Retaining Employment and Talent After Injury or Illness Network (RETAIN)

Experiencing an occupational or non-occupational injury or illness may significantly impact one’s ability to maintain or obtain employment, along with their employer’s business investment and productivity and overall economic activity at all levels of government. The Retaining Employment and Talent After Injury or Illness Network (RETAIN) project focuses on building state level capacity across eight states in stay-at-home (SAW)/return-to-work (RTW) strategies to positively address these impacts.

RETAIN is a joint initiative of the Office of Disability Employment Policy and the Employment and Training Administration at the U.S. Department of Labor and the Social Security Administration. The project’s overall goals are to increase employment retention and labor force participation of individuals who acquire, and/or are at risk of, developing disabilities that inhibit their ability to work and to reduce long-term work absences among project participants.

As the Programmatic Technical Assistance Provider (RETAIN TA), AIR provides ongoing TA support to state awardees (California, Connecticut, Kansas, Kentucky, Minnesota, Ohio, Washington and Vermont) through subject matter expertise, interactive engagement, shared learning, and capacity and knowledge building tools and resources to support individual and collective state needs on the readiness and implementation of their SAW/RTW models.

For additional information about RETAIN TA, contact RETAINTA@air.org.

Related Resources

Retaining Employment and Talent After Injury/Illness Network: Operational Planning and Implementation Guidance Checklist (2020, PDF)

This resource is designed to guide, and support RETAIN states in operational and initial implementation planning of their stay at work and return to work model. The checklist is divided into 14 categories demonstrated to be key to ensuring readiness for implementation.
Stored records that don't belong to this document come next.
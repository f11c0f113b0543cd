//! Backend Command Wrappers
//!
//! Frontend bindings to the menu service, resolved from the page
//! environment (`window.ENV`).

mod menu;

use std::cell::RefCell;
use std::rc::Rc;

use menu_ordering::config::DEFAULT_API_URL;
use menu_ordering::{ApiConfig, HttpMenuApi, MenuApi, OrderingSyncGateway};
use wasm_bindgen::JsValue;

pub use menu::*;

/// Local storage key holding the operator's bearer token
pub const TOKEN_STORAGE_KEY: &str = "menu_admin_token";

pub type Gateway = OrderingSyncGateway<Rc<dyn MenuApi>>;

thread_local! {
    static GATEWAY: RefCell<Option<Gateway>> = const { RefCell::new(None) };
}

/// Values injected by the hosting page
#[derive(Debug, Clone, PartialEq)]
pub struct EnvConfig {
    pub api_url: String,
    pub token: Option<String>,
    /// Serve a built-in sample menu instead of calling the service
    pub demo: bool,
}

fn env_value(key: &str) -> Option<JsValue> {
    let window = web_sys::window()?;
    let env = js_sys::Reflect::get(&window, &JsValue::from_str("ENV")).ok()?;
    if env.is_undefined() || env.is_null() {
        return None;
    }
    let value = js_sys::Reflect::get(&env, &JsValue::from_str(key)).ok()?;
    (!value.is_undefined() && !value.is_null()).then_some(value)
}

fn stored_token() -> Option<String> {
    web_sys::window()?
        .local_storage()
        .ok()??
        .get_item(TOKEN_STORAGE_KEY)
        .ok()?
}

impl EnvConfig {
    pub fn load() -> Self {
        let api_url = env_value("API_URL")
            .or_else(|| env_value("api_url"))
            .and_then(|v| v.as_string())
            .unwrap_or_else(|| DEFAULT_API_URL.to_string());
        let demo = env_value("DEMO").is_some_and(|v| v.is_truthy());
        Self {
            api_url,
            token: stored_token(),
            demo,
        }
    }

    pub fn api_config(&self) -> ApiConfig {
        let config = ApiConfig::new(self.api_url.clone());
        match &self.token {
            Some(token) => config.with_token(token.clone()),
            None => config,
        }
    }
}

fn build_gateway() -> Result<Gateway, String> {
    let env = EnvConfig::load();
    let api: Rc<dyn MenuApi> = if env.demo {
        log::info!("Using the built-in demo menu");
        Rc::new(menu::demo_api())
    } else {
        log::info!("Using menu service at {}", env.api_url);
        Rc::new(HttpMenuApi::new(env.api_config()).map_err(|e| e.to_string())?)
    };
    Ok(OrderingSyncGateway::new(api))
}

/// Shared gateway, built on first use
pub fn gateway() -> Result<Gateway, String> {
    GATEWAY.with(|cell| {
        if let Some(gateway) = cell.borrow().as_ref() {
            return Ok(gateway.clone());
        }
        let gateway = build_gateway()?;
        *cell.borrow_mut() = Some(gateway.clone());
        Ok(gateway)
    })
}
Each category includes a brief description and guiding questions for related tasks, space to check whether the task has been completed or is in progress, and a section to provide general next steps to address gaps or task areas still in progress. The checklist can support states in broadly determining where they are and where they want to be in their operational planning to support their RETAIN implementation. It is designed to be used at any point of the operational planning process and may be applied across RETAIN teams to help your multisector partnership understand key tasks that occur throughout the state team to support readiness for implementation.

Recruiting and Retaining RETAIN Participants: Potential Challenges and Suggested Strategies Brief (2020, PDF)

A critical aspect of RETAIN projects is the recruitment, enrollment, and retention of program participants. Effective recruitment and enrollment require planning, time, patience, and flexibility. However, this process is often more difficult than anticipated and generally takes longer than planned. This issue brief discusses common challenges that RETAIN grantees should be aware of and presents strategies for how to address these issues.

Barrier in Return to Work: A Research-to-Practice Brief from RETAIN Technical Assistance Provider (July 2020, PDF)

This brief presents key research highlights of four return to work (RTW) barriers that injured or ill individuals commonly experience: injury characteristics, individual perceptions of injury and other psychological characteristics, health care and rehabilitation issues, and workplace issues. This brief also provides an overview of strategies for overcoming these barriers.